Il est un peu stupide de parler d'un livre qui appartient à la rentrée littéraire de l’année précédente, en l’occurrence 2021 quand on sait qu’un roman qui n’a pas percé dans les deux mois qui suivent est malheureusement condamné. Ce sont les règles de circulation des premiers romans des 68 premières fois qui sont seules en cause.
J'ai vérifié la disponibilité du livre, publié chez le même éditeur que Avant le jour (qui figurait dans la sélection de l‘an dernier) et vous pouvez encore le commander. Il n'est donc pas aberrant d'en parler. Surtout alors que le président de la république informe d'une grande convention citoyenne sur la fin de vie.
Car Ubasute est le nom d'une pratique mythique au Japon, consistant à porter un infirme ou un parent âgé sur une montagne, ou dans un autre endroit éloigné et désolé, pour le laisser mourir.
Si le thème ne m'a pas choquée, c'est parce que j'ai vu, il y a très longtemps (le film est sorti en 1983, et il avait obtenu la Palme d'or au festival de Cannes), La Ballade de Narayama du réalisateur japonais Shōhei Imamura, adapté de la nouvelle de Shichirō Fukazawa dont l'action se déroulait au Japon, dans un village pauvre et isolé vers 1860 dans les hauteurs du Shinshū et que, en toute logique, Isabel Gutierrez connait puisqu’elle le cite p. 91.

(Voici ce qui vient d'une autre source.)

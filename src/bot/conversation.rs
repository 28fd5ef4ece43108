//! Conversation handling for webhook invocations.
//!
//! Each webhook call is classified event by event; the replies for an event
//! are built first and then delivered one at a time, each awaited before the
//! next, so an answer image always lands before its caption.

use std::sync::Arc;

use chrono::Utc;
use rand::seq::SliceRandom;
use serde_json::Value;
use sqlx::SqliteConnection;
use tracing::{debug, error, info, warn};

use crate::bot::intent::classify;
use crate::bot::selector::{ContentSelector, Uniqueness};
use crate::config::GlobalConfig;
use crate::messenger::{DeliveryChannel, MessagingType};
use crate::models::event::{InboundEvent, Intent};
use crate::models::joke::Joke;
use crate::models::reply::{Button, OutboundReply, ReplyPayload, JOKE_PAYLOAD};
use crate::models::user::User;
use crate::persistence::db::{self, Database};
use crate::persistence::joke_repo::JokeRepo;
use crate::persistence::user_repo::UserRepo;
use crate::{AppError, Result};

/// The joke card: set-up text with one button that reveals the answer.
#[must_use]
pub fn joke_card(joke: &Joke) -> ReplyPayload {
    ReplyPayload::single_button(
        joke.prompt.clone(),
        Button::postback(joke.button_label.clone(), joke.id.to_string()),
    )
}

/// Turns classified intents into replies and delivers them.
#[derive(Clone)]
pub struct Conversation {
    config: Arc<GlobalConfig>,
    db: Arc<Database>,
    channel: Arc<dyn DeliveryChannel>,
    selector: ContentSelector,
}

impl Conversation {
    /// Create a handler.
    #[must_use]
    pub fn new(
        config: Arc<GlobalConfig>,
        db: Arc<Database>,
        channel: Arc<dyn DeliveryChannel>,
    ) -> Self {
        let selector = ContentSelector::new((&config.selection).into());
        Self {
            config,
            db,
            channel,
            selector,
        }
    }

    /// Handle one webhook batch on a single connection checked out for this
    /// invocation. Returns the number of replies delivered.
    ///
    /// # Errors
    ///
    /// Returns the first store or delivery failure; events after it are not
    /// processed.
    pub async fn process(&self, events: &[InboundEvent]) -> Result<usize> {
        let mut conn = db::acquire(&self.db).await?;
        let mut delivered = 0;
        for event in events {
            delivered += self.respond(&mut conn, event).await?.len();
        }
        Ok(delivered)
    }

    /// Classify, handle and deliver one event. Returns the delivered replies.
    ///
    /// # Errors
    ///
    /// Returns `AppError::Db`, `AppError::NoContentAvailable` or
    /// `AppError::Delivery`.
    pub async fn respond(
        &self,
        conn: &mut SqliteConnection,
        event: &InboundEvent,
    ) -> Result<Vec<OutboundReply>> {
        let Some(sender_id) = event.sender_id() else {
            return Ok(Vec::new());
        };
        let intent = classify(event, &self.config.messenger.verify_token);
        debug!(sender_id, ?intent, "classified event");

        let replies = self.handle(conn, intent, sender_id).await?;
        self.deliver(&replies).await?;
        Ok(replies)
    }

    /// Build the replies for `intent` from `sender_id`, in delivery order.
    ///
    /// # Errors
    ///
    /// Returns `AppError::Db` if the store fails, or
    /// `AppError::NoContentAvailable` if a joke is requested from an empty
    /// store.
    pub async fn handle(
        &self,
        conn: &mut SqliteConnection,
        intent: Intent,
        sender_id: &str,
    ) -> Result<Vec<OutboundReply>> {
        let payloads = match intent {
            Intent::Onboard => self.onboard(conn, sender_id).await,
            Intent::RequestJoke => {
                let joke = self
                    .selector
                    .pick(conn, Uniqueness::RepeatsAllowed, Utc::now())
                    .await?;
                vec![joke_card(&joke)]
            }
            Intent::RevealAnswer(id) => match JokeRepo::new(conn).get_by_id(id).await {
                Ok(joke) => vec![
                    ReplyPayload::image(joke.answer_image_url),
                    ReplyPayload::text(joke.answer),
                ],
                Err(AppError::NotFound(_)) => {
                    info!(joke_id = id, sender_id, "reveal for unknown joke ignored");
                    Vec::new()
                }
                Err(err) => return Err(err),
            },
            Intent::Fallback => vec![ReplyPayload::text(pick_line(
                &self.config.content.fallback_messages,
            ))],
            Intent::Ignore | Intent::VerifyFailed | Intent::VerifyOk(_) => Vec::new(),
        };

        Ok(payloads
            .into_iter()
            .map(|payload| OutboundReply::new(sender_id, payload))
            .collect())
    }

    /// Deliver replies strictly in order, stopping at the first failure.
    ///
    /// # Errors
    ///
    /// Returns `AppError::Delivery` from the failing send.
    pub async fn deliver(&self, replies: &[OutboundReply]) -> Result<()> {
        for reply in replies {
            if let Err(err) = self
                .channel
                .send(&reply.recipient, &reply.payload, MessagingType::Response)
                .await
            {
                error!(%err, recipient = %reply.recipient, "reply delivery failed");
                return Err(err);
            }
        }
        Ok(())
    }

    /// Subscribe the sender, then welcome them. Subscription problems are
    /// logged and never stop the welcome.
    async fn onboard(&self, conn: &mut SqliteConnection, sender_id: &str) -> Vec<ReplyPayload> {
        match self.subscribe(conn, sender_id).await {
            Ok(true) => info!(sender_id, "subscriber created"),
            Ok(false) => debug!(sender_id, "subscriber already registered"),
            Err(err) => warn!(%err, sender_id, "failed to persist subscriber"),
        }

        let content = &self.config.content;
        vec![
            ReplyPayload::image(content.onboarding_image_url.clone()),
            ReplyPayload::single_button(
                pick_line(&content.onboarding_messages),
                Button::postback(content.onboarding_button.clone(), JOKE_PAYLOAD),
            ),
        ]
    }

    async fn subscribe(&self, conn: &mut SqliteConnection, sender_id: &str) -> Result<bool> {
        let mut users = UserRepo::new(conn);
        if users.get(sender_id).await?.is_some() {
            return Ok(false);
        }

        let profile = match self.channel.user_profile(sender_id).await {
            Ok(profile) => profile,
            Err(err) => {
                warn!(%err, sender_id, "profile lookup failed; subscribing at UTC+0");
                Value::Null
            }
        };
        let user = User::from_profile(sender_id, profile);
        users.ensure(&user).await
    }
}

/// Uniform choice over a configured message set (validated non-empty).
fn pick_line(lines: &[String]) -> String {
    lines
        .choose(&mut rand::thread_rng())
        .cloned()
        .unwrap_or_default()
}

Cette coutume ubasute veut que les habitants arrivant à l'âge de 70 ans, aidés par leur fils aîné, s'en aillent mourir volontairement au sommet de Narayama, "la montagne aux chênes", là que se rassemblent les âmes des morts.
Isabel Gutierrez a écrit un court roman sur cette coutume de l’ubasute. Marie va mourir. Elle demande à son fils de la porter dans la montagne pour la déposer sous le grand rocher. Ce sera aussi pour Marie sa dernière chance de parler à son fils.
Le sujet n'est pas joyeux mais le traitement poétique est très réussi de mon point de vue. Bien qu'il soit sorti il y a déjà un an il est cruellement d'actualité. Alors que Jean-Luc Godard a souhaité mettre fin à ses jours. Un départ qu’il a lui-même choisi, puisque le cinéaste a eu recours à l’assistance légale au suicide en Suisse où le départ volontaire est autorisé suite à de lourdes pathologies.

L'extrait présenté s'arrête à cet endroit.